DANKE! Es funktioniert!
Nur eine Sache noch nicht. Die kannst du auch an deinem Programm testen. Kommentier mal die Timer-Zeilen aus (die sind jetzt nicht wichtig). Und gib bei tp.setText irgendwas ganz langes ein, ohne Zeilenumbruch. Also ein ganz langes Wort sozusagen und ganz spät erst ein leerzeichen oder zeilenumbruch. Z.b. "sdghiusdfgiusdfhgisudhfuasifhdasifuhdsiuvhiguhdfibuhsdicuhsivuhdfviuhdcisuahfgiurenhuvinfi \n sdfjiugjfgiufgjiugs"
Dann ist das ein bisschen komisch. Wüsstest du woran das liegt? Oder was man dagegen tun kann?


----------



## ellessedil (29. Jan 2011)

ja es liegt an der von mir gelobten Box ;o) Die verändert warum auch immer die Breite durch den überlangen String.
Wenn Du die PreferredSize der Box änderst, bekommst dieses Problem in den Griff, aber dadurch bekommst Du einige andere...
Die Box macht mir schon immer Schwierigkeiten, wenn man dort feste Werte vergibt...
Leider muss ich grad weg, schaue auch erst morgen wieder hier rein. Aber schau mal unter:
How to Use BoxLayout (The Java™ Tutorials > Creating a GUI With JFC/Swing > Laying Out Components Within a Container)

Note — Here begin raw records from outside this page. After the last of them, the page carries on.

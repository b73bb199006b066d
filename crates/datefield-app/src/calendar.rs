// Copyright 2026 Phillip Cloud
// Licensed under the Apache License, Version 2.0

use serde::{Deserialize, Serialize};
use time::{Date, Duration, Month, Weekday};

use crate::in_display_range;

pub const WEEKDAY_HEADER: [&str; 7] = ["Su", "Mo", "Tu", "We", "Th", "Fr", "Sa"];

/// Movement of the popover highlight. Unlike segment rolling, month and year
/// steps clamp the day so browsing never skips a month.
#[derive(Debug, Clone, Copy, PartialEq, Eq, Serialize, Deserialize)]
pub enum CalendarStep {
    Days(i64),
    Months(i32),
    Years(i32),
}

impl CalendarStep {
    /// `None` when the step would leave the four-digit year range.
    pub fn apply(self, date: Date) -> Option<Date> {
        let next = match self {
            Self::Days(days) => shift_date_by_days(date, days),
            Self::Months(months) => shift_date_by_months(date, months),
            Self::Years(years) => shift_date_by_years(date, years),
        };
        next.filter(|next| in_display_range(*next))
    }
}

pub fn shift_date_by_days(date: Date, days: i64) -> Option<Date> {
    date.checked_add(Duration::days(days))
}

pub fn shift_date_by_years(date: Date, years: i32) -> Option<Date> {
    shift_date_by_months(date, years.saturating_mul(12))
}

pub fn shift_date_by_months(date: Date, months: i32) -> Option<Date> {
    let total_month = i32::from(date.month() as u8) - 1 + months;
    let year = date.year().checked_add(total_month.div_euclid(12))?;
    let month = Month::try_from((total_month.rem_euclid(12) + 1) as u8).ok()?;
    let max_day = last_day_of_month(year, month)?;
    Date::from_calendar_date(year, month, date.day().min(max_day)).ok()
}

pub fn last_day_of_month(year: i32, month: Month) -> Option<u8> {
    let (next_year, next_month) = if month == Month::December {
        (year.checked_add(1)?, Month::January)
    } else {
        (year, month.next())
    };

    let first_next_month = Date::from_calendar_date(next_year, next_month, 1).ok()?;
    first_next_month.previous_day().map(|last| last.day())
}

/// Weeks of the month containing `date`, Sunday first. Cells outside the
/// month are `None`.
pub fn month_grid(date: Date) -> Vec<[Option<Date>; 7]> {
    let Ok(first) = date.replace_day(1) else {
        return Vec::new();
    };
    let Some(days) = last_day_of_month(first.year(), first.month()) else {
        return Vec::new();
    };

    let mut weeks = Vec::new();
    let mut week = [None; 7];
    let mut column = usize::from(first.weekday().number_days_from_sunday());
    let mut current = Some(first);
    for _ in 0..days {
        let Some(day) = current else {
            break;
        };
        week[column] = Some(day);
        column += 1;
        if column == 7 {
            weeks.push(week);
            week = [None; 7];
            column = 0;
        }
        current = day.next_day();
    }
    if column > 0 {
        weeks.push(week);
    }
    weeks
}

pub fn month_title(date: Date) -> String {
    format!("{} {:04}", month_name(date.month()), date.year())
}

pub const fn month_name(month: Month) -> &'static str {
    match month {
        Month::January => "January",
        Month::February => "February",
        Month::March => "March",
        Month::April => "April",
        Month::May => "May",
        Month::June => "June",
        Month::July => "July",
        Month::August => "August",
        Month::September => "September",
        Month::October => "October",
        Month::November => "November",
        Month::December => "December",
    }
}

pub const fn is_weekend(weekday: Weekday) -> bool {
    matches!(weekday, Weekday::Saturday | Weekday::Sunday)
}
// Copyright 2026 Phillip Cloud
// Licensed under the Apache License, Version 2.0

use datefield_app::{CaretHandle, CaretRange};

/// Editable line of text with a selection, indexed by character.
#[derive(Debug, Clone, Default, PartialEq, Eq)]
pub struct TextBuffer {
    chars: Vec<char>,
    selection: CaretRange,
}

impl TextBuffer {
    pub fn new(text: &str) -> Self {
        let chars = text.chars().collect::<Vec<char>>();
        let end = chars.len();
        Self {
            chars,
            selection: CaretRange::caret(end),
        }
    }

    pub fn text(&self) -> String {
        self.chars.iter().collect()
    }

    pub fn len(&self) -> usize {
        self.chars.len()
    }

    pub fn is_empty(&self) -> bool {
        self.chars.is_empty()
    }

    pub const fn selection(&self) -> CaretRange {
        self.selection
    }

    /// Replaces the selection with `ch`.
    pub fn insert(&mut self, ch: char) {
        let range = self.selection.clamp_to(self.len());
        self.chars.splice(range.start..range.end, [ch]);
        self.selection = CaretRange::caret(range.start + 1);
    }

    pub fn backspace(&mut self) -> bool {
        let range = self.selection.clamp_to(self.len());
        if !range.is_empty() {
            return self.delete_range(range);
        }
        if range.start == 0 {
            return false;
        }
        self.delete_range(CaretRange::new(range.start - 1, range.start))
    }

    pub fn delete(&mut self) -> bool {
        let range = self.selection.clamp_to(self.len());
        if !range.is_empty() {
            return self.delete_range(range);
        }
        if range.start >= self.len() {
            return false;
        }
        self.delete_range(CaretRange::new(range.start, range.start + 1))
    }

    pub fn move_to(&mut self, offset: usize) {
        self.selection = CaretRange::caret(offset.min(self.len()));
    }

    pub fn move_home(&mut self) {
        self.move_to(0);
    }

    pub fn move_end(&mut self) {
        self.move_to(self.len());
    }

    /// Swaps in new text, leaving the caret at the end. Returns false when the
    /// text was already current, in which case the selection is untouched.
    pub fn replace(&mut self, text: &str) -> bool {
        if self.chars.iter().copied().eq(text.chars()) {
            return false;
        }
        *self = Self::new(text);
        true
    }

    fn delete_range(&mut self, range: CaretRange) -> bool {
        self.chars.drain(range.start..range.end);
        self.selection = CaretRange::caret(range.start);
        true
    }
}

impl CaretHandle for TextBuffer {
    fn caret(&self) -> CaretRange {
        self.selection
    }

    fn set_caret(&mut self, range: CaretRange) {
        self.selection = range.clamp_to(self.len());
    }
}
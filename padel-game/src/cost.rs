//! Upgrade pricing.
use crate::numbers::level_to_exponent;

/// Price of advancing an upgrade from `level` to `level + 1`.
///
/// `floor(base_cost * cost_multiplier^level)`; strictly increasing in `level`
/// whenever `cost_multiplier > 1` and the growth per level exceeds one point.
#[must_use]
pub fn upgrade_cost(base_cost: f64, cost_multiplier: f64, level: u32) -> f64 {
    (base_cost * cost_multiplier.powi(level_to_exponent(level))).floor()
}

Vielleicht hilft das, ansonsten schau ich morgen nochmal danach.


----------



## ellessedil (30. Jan 2011)

ok, also das Problem ist, dass das Boxlayout penibel auf Preferred und Max-Size reagiert. Mit diesem überlangen String reagiert die PreferredSize der TextPane auf einen X-Wert, der die Anzeige des Strings in einer Zeile ermöglicht. Daher wurde auch die Box größer. Hab bissl rumgewurschtelt und es ein wenig andersherum probiert. In meinem Beispiel hast Du nun eine Box, die eine JScrollPane mit VerticalGlue umspannt, um sie in der Mitte zu halten. Solange der Text "größer" wird, passe ich die Größe der ScrollPane bis zu ihrem Maximum an, was den gewünschten Effekt bringt, aber irgendwie nicht mehr ganz so schön ist. Das Borderlayout drumherum kann man irgendwie auch nicht weglassen, manchmal ist mir Java ein Rätsel ;o)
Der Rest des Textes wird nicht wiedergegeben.